Time was when you could order a car with every design detail built in according to personal choice. The choices ranged from the exterior look to interior features and allowed buyers to even choose their own metal for the bodywork.
Perusing old manuals, I chanced upon an amazing feature that was offered on Daimler cars: swivelling headlamps! Demystified, this meant, you could order headlamps (or spotlamps) mounted on a rod attached to the steering rack, so that the lights turned in the direction the front wheels pointed. This allowed the driver to see the curvature of the road ahead of him, for example, when the car was taking a curve. Interestingly, it was a feature offered on many cars, particularly the high-end versions.
Open sports cars
Design experimentation extended to exhaust pipes, as the attached picture of the ex-Calcutta Mercedes-Benz sports racer shows. Shiny exhaust tubes outside the bonnet represented very high speeds and the last word in styling. Now in an overseas collection, this car was presented at car rallies by the foreigner head of a giant liquor company operating out of the city. It was seen on an off on the streets as well. Sadly, when the gentleman went back to England, he took the car with him and it vanished forever from Indian shores.
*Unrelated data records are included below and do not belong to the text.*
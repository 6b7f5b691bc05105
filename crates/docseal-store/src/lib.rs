//! # Docseal Store
//!
//! Content storage for sealed envelopes. Provides a trait-based interface
//! for publishing and fetching with gateway and in-memory implementations.
//!
//! ## Overview
//!
//! The store module abstracts envelope storage behind the [`ContentStore`]
//! trait, keeping the pipeline storage-agnostic. The primary
//! implementation is [`GatewayStore`], with [`MemoryGateway`] for testing.
//!
//! ## Key Types
//!
//! - [`ContentStore`] - The async trait for upload and retrieval
//! - [`GatewayStore`] - Bundler uploads, public gateway retrieval
//! - [`MemoryGateway`] - In-memory storage for tests
//!
//! ## Usage
//!
//! ```rust,no_run
//! use docseal_store::{envelope_tags, ContentStore, GatewayStore};
//! use docseal_core::{AccessPolicy, DocumentMeta, EncryptedEnvelope, WalletSigner};
//!
//! async fn example() {
//!     let store = GatewayStore::new();
//!     let signer = WalletSigner::generate();
//!     let meta = DocumentMeta::for_file("agreement.pdf");
//!
//!     let policy = AccessPolicy::single_recipient(&signer.address(), "ethereum");
//!     let envelope = EncryptedEnvelope::new("00ff".into(), "aa".repeat(32), policy, &meta);
//!     let reference = store
//!         .upload(&envelope, &envelope_tags(&meta), &signer)
//!         .await
//!         .unwrap();
//!     let fetched = store.retrieve(&reference).await.unwrap();
//!     assert_eq!(fetched, envelope);
//! }
//! ```
//!
//! ## Design Notes
//!
//! - **Byte-identical retrieval**: what was uploaded is what comes back
//! - **Tags are metadata only**: they never change the stored bytes
//! - **Closed error set**: upload failure, not found, malformed envelope,
//!   transport

pub mod error;
pub mod gateway;
pub mod memory;
pub mod tags;
pub mod traits;

pub use error::{Result, StoreError};
pub use gateway::{GatewayStore, DEFAULT_BUNDLER_URL, DEFAULT_GATEWAY_PREFIX};
pub use memory::MemoryGateway;
pub use tags::{
    envelope_tags, CONTENT_TYPE_TAG, DOCUMENT_TYPE_TAG, ENVELOPE_CONTENT_TYPE, FILE_NAME_TAG,
};
pub use traits::ContentStore;
//! Wallet signing keys and key-material parsing.
//!
//! Deployments configure the wallet as an opaque string: either a 64-char
//! hex private key (with or without a `0x` prefix) or a 12-24 word recovery
//! phrase. Parsing is deliberately lazy; callers hold the raw material and
//! construct a [`WalletSigner`] at the first operation that needs to sign,
//! so malformed configuration fails that operation rather than startup.

use ed25519_dalek::{Signer, SigningKey};
use std::fmt;

use crate::crypto::{ChainAddress, WalletPublicKey, WalletSignature};
use crate::error::ConfigError;

/// KDF context for turning a recovery phrase into a signing seed.
const PHRASE_SEED_CONTEXT: &str = "docseal/wallet-seed/v1";

/// An Ed25519 signing key acting as the wallet identity.
#[derive(Clone)]
pub struct WalletSigner {
    signing_key: SigningKey,
}

impl WalletSigner {
    /// Generate a new random signer.
    pub fn generate() -> Self {
        let mut rng = rand::thread_rng();
        let signing_key = SigningKey::generate(&mut rng);
        Self { signing_key }
    }

    /// Create from a 32-byte seed.
    pub fn from_seed(seed: &[u8; 32]) -> Self {
        let signing_key = SigningKey::from_bytes(seed);
        Self { signing_key }
    }

    /// Parse configured key material.
    ///
    /// Accepts 64 hex chars (optional `0x`/`0X` prefix) or a 12-24 word
    /// recovery phrase. Surrounding whitespace and quotes are stripped
    /// first; quoted values are a common artifact of env files. Phrases are
    /// normalized (lowercased, single-spaced) before seed derivation, so
    /// formatting differences do not change the wallet. No wordlist or
    /// checksum validation is applied.
    pub fn from_key_material(material: &str) -> Result<Self, ConfigError> {
        let trimmed = material.trim().trim_matches(|c| c == '"' || c == '\'');
        if trimmed.is_empty() {
            return Err(ConfigError::MissingSigningKey);
        }

        let hex_part = trimmed
            .strip_prefix("0x")
            .or_else(|| trimmed.strip_prefix("0X"))
            .unwrap_or(trimmed);
        if hex_part.len() == 64 && hex_part.chars().all(|c| c.is_ascii_hexdigit()) {
            let bytes = hex::decode(hex_part)
                .map_err(|e| ConfigError::MalformedSigningKey(e.to_string()))?;
            let mut seed = [0u8; 32];
            seed.copy_from_slice(&bytes);
            return Ok(Self::from_seed(&seed));
        }

        let words: Vec<&str> = trimmed.split_whitespace().collect();
        if (12..=24).contains(&words.len()) {
            let phrase = words.join(" ").to_lowercase();
            let seed = blake3::derive_key(PHRASE_SEED_CONTEXT, phrase.as_bytes());
            return Ok(Self::from_seed(&seed));
        }

        Err(ConfigError::MalformedSigningKey(format!(
            "expected 64 hex chars or a 12-24 word phrase, got {} word(s)",
            words.len()
        )))
    }

    /// Get the public key.
    pub fn public_key(&self) -> WalletPublicKey {
        WalletPublicKey(self.signing_key.verifying_key().to_bytes())
    }

    /// Derive the wallet's chain address.
    pub fn address(&self) -> ChainAddress {
        self.public_key().to_address()
    }

    /// Sign a message.
    pub fn sign(&self, message: &[u8]) -> WalletSignature {
        let sig = self.signing_key.sign(message);
        WalletSignature(sig.to_bytes())
    }
}

impl fmt::Debug for WalletSigner {
    fn fmt(&self, f: &mut fmt::Formatter<'_>) -> fmt::Result {
        write!(f, "WalletSigner({:?})", self.address())
    }
}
For the sporting minded, few cars could have offered more graceful transport than the Rolls-Royce with the sportsman body featured here. Again a car that was in the city at one point in time, this car is specially fitted with bicycle type wheel wings instead of the long full body length wing-mudguards we are accustomed to. While this kept the dust and mud down on the move, it also allowed the fitting of side mounted spare types besides a spacious utility tool box along the side below the driver’s door and a spacious trunk for luggage at the back where the spare wheel would usually be mounted.
No motoring narrative about our city would be complete without recording the fact that even the world’s greatest car, a Duesenberg, was known on city roads. One car, owned by a Bengali business family, would have been like the one pictured here. The Americans say, “Its a Duesy” for anything that is the best in the world, truncating the word “Duesenberg”. With good reason.
The humblest Duesy had a 265 bhp engine, and higher models ran on well over 325 bhp. In the 1920s!
The fact that they also had wonderful bodywork in open or closed sports sedan styles helped bolster the legend. Though the company shut down later, its cars fetch prices hundreds of times more than the price they sold at when new!
GM’s design revolution
General Motors started a revolution in 1927 when it set up a full-fledged auto styling department to come up with specially-designed bodies that could compete in beauty and grace with the best the specialised bodybuilding firms could produce. Thus was born the 1927 La Salle followed soon by the larger, more expensive Cadillac models.
Both models were popular in Calcutta and a famous zamindar family living in a narrow lane in south west Calcutta had several Cadillac cars clad in large limousine bodywork. These cars were the first to offer factory-produced designer car bodies. As the picture shows, the designs were beautiful.
To sum it up we can say that – beauty depends on both overall design and on fine detailing. Thanks to a high degree of craftsmanship both overseas and here, car buyers really had a great time choosing their look and doing up their drives.